Provided data START

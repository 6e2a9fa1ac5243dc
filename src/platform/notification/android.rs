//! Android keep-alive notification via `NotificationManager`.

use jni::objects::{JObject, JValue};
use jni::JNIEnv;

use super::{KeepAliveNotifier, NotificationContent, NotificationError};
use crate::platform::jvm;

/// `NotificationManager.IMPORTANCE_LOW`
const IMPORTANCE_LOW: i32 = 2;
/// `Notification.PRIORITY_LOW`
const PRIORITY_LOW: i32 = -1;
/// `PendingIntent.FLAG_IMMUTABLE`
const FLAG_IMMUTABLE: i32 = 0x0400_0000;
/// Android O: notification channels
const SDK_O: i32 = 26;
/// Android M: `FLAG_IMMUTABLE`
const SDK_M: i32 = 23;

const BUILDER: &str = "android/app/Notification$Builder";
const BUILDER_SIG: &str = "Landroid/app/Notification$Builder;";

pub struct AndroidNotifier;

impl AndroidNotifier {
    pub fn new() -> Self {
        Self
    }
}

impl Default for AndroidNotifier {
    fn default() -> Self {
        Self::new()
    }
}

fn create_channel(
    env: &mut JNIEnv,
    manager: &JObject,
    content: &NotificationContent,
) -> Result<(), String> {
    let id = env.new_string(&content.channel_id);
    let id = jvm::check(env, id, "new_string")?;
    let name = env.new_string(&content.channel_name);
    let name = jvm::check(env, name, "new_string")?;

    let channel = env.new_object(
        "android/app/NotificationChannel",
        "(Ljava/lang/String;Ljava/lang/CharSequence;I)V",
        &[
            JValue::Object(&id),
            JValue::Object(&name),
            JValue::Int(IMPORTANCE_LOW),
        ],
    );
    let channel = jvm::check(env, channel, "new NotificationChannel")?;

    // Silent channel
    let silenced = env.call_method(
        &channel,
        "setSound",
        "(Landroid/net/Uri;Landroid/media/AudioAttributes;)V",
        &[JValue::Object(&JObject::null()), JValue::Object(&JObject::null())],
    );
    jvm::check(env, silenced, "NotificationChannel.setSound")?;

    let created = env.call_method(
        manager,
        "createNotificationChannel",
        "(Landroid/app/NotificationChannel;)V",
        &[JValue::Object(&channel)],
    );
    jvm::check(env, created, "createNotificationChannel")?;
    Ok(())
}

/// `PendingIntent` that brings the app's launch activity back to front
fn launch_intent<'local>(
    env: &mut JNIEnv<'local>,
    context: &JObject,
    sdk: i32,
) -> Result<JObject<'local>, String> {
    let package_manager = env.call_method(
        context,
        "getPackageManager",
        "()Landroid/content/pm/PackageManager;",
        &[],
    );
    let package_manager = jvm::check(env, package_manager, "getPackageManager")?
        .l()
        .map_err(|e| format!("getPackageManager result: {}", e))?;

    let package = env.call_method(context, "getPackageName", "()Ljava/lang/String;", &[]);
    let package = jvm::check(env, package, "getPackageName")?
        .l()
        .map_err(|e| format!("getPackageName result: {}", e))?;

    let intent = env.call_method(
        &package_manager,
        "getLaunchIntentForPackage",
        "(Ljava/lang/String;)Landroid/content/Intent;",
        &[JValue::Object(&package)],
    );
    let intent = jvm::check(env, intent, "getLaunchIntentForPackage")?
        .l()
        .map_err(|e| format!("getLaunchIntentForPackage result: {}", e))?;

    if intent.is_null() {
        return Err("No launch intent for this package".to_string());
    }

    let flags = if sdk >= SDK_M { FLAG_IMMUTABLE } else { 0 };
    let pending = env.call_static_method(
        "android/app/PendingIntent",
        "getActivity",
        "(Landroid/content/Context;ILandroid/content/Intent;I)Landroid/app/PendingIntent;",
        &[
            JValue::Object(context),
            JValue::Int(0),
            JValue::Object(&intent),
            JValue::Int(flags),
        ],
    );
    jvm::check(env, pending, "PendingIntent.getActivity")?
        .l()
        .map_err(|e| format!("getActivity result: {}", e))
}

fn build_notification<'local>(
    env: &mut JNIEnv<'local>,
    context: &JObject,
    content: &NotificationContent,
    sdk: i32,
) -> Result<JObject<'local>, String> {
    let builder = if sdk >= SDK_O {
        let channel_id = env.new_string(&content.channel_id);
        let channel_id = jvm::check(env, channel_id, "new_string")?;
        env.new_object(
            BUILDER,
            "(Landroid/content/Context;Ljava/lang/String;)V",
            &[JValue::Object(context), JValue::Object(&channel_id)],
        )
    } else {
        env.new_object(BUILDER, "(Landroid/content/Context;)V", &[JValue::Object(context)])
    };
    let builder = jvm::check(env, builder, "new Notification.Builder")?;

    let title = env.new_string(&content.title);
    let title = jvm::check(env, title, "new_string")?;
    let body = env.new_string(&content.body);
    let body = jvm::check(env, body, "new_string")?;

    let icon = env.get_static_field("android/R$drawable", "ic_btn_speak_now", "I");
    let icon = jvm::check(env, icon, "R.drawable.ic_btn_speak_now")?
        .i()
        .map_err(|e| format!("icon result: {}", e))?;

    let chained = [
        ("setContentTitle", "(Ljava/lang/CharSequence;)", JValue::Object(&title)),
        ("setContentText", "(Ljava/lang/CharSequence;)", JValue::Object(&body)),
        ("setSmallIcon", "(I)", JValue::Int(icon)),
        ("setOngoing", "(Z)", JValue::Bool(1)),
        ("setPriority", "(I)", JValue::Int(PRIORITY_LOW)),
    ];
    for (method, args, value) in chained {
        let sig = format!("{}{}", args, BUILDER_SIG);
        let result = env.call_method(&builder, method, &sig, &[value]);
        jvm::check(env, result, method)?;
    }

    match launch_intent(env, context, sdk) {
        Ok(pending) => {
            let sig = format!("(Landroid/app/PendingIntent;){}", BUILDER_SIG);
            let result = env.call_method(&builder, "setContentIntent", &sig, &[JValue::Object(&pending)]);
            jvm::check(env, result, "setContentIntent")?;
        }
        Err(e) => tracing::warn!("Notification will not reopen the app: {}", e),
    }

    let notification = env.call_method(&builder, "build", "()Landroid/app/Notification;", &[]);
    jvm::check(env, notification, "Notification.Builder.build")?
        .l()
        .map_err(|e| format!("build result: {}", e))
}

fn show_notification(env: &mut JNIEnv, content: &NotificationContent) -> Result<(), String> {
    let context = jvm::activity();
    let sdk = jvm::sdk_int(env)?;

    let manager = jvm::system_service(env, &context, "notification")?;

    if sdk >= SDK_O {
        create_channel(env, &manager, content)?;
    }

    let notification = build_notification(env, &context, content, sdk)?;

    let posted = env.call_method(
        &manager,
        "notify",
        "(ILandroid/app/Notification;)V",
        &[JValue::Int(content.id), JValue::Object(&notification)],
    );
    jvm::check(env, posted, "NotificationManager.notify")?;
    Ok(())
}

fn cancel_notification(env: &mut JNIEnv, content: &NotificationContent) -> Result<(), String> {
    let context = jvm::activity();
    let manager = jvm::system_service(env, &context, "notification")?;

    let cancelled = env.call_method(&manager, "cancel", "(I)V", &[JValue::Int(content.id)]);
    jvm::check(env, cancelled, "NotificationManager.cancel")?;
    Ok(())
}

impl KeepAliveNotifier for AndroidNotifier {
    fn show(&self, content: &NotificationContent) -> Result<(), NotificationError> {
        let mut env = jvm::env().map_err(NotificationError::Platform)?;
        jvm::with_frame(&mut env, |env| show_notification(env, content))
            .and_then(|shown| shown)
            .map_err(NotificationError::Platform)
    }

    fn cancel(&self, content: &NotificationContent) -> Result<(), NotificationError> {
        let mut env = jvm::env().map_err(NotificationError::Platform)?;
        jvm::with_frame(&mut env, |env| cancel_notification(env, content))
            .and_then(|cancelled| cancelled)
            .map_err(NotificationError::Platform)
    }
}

Provided data END
Provided data START

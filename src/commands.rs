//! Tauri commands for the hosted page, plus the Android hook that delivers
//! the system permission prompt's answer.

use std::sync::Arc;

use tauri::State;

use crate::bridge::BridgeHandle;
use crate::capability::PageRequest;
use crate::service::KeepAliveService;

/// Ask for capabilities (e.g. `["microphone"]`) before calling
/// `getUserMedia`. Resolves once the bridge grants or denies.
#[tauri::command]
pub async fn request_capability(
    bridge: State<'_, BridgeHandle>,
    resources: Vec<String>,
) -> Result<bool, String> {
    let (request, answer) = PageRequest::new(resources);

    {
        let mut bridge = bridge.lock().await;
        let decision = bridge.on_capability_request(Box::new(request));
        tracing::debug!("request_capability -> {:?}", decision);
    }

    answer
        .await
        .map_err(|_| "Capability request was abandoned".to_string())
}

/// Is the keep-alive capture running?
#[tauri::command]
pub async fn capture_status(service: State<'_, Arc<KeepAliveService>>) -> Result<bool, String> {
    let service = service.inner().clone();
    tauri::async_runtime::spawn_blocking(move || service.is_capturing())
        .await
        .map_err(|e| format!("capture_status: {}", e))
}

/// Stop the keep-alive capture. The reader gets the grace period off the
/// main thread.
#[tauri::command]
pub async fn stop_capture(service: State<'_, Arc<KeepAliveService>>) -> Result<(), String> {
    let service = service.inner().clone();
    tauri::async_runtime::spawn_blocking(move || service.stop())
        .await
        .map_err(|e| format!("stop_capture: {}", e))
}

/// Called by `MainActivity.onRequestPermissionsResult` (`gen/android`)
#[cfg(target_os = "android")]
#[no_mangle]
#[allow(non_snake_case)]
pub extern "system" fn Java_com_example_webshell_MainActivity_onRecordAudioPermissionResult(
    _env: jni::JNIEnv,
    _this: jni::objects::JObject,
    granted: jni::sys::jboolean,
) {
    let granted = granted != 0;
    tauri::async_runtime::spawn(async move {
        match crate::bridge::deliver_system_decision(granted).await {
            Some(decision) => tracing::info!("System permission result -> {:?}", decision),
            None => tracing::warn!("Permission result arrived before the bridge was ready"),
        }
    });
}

Provided data END

_Assignment_:
Reproduce each line above that contains "JNIEnv".

_Written response_:
use jni::JNIEnv;
    env: &mut JNIEnv,
    env: &mut JNIEnv<'local>,
    env: &mut JNIEnv<'local>,
fn show_notification(env: &mut JNIEnv, content: &NotificationContent) -> Result<(), String> {
fn cancel_notification(env: &mut JNIEnv, content: &NotificationContent) -> Result<(), String> {
    _env: jni::JNIEnv,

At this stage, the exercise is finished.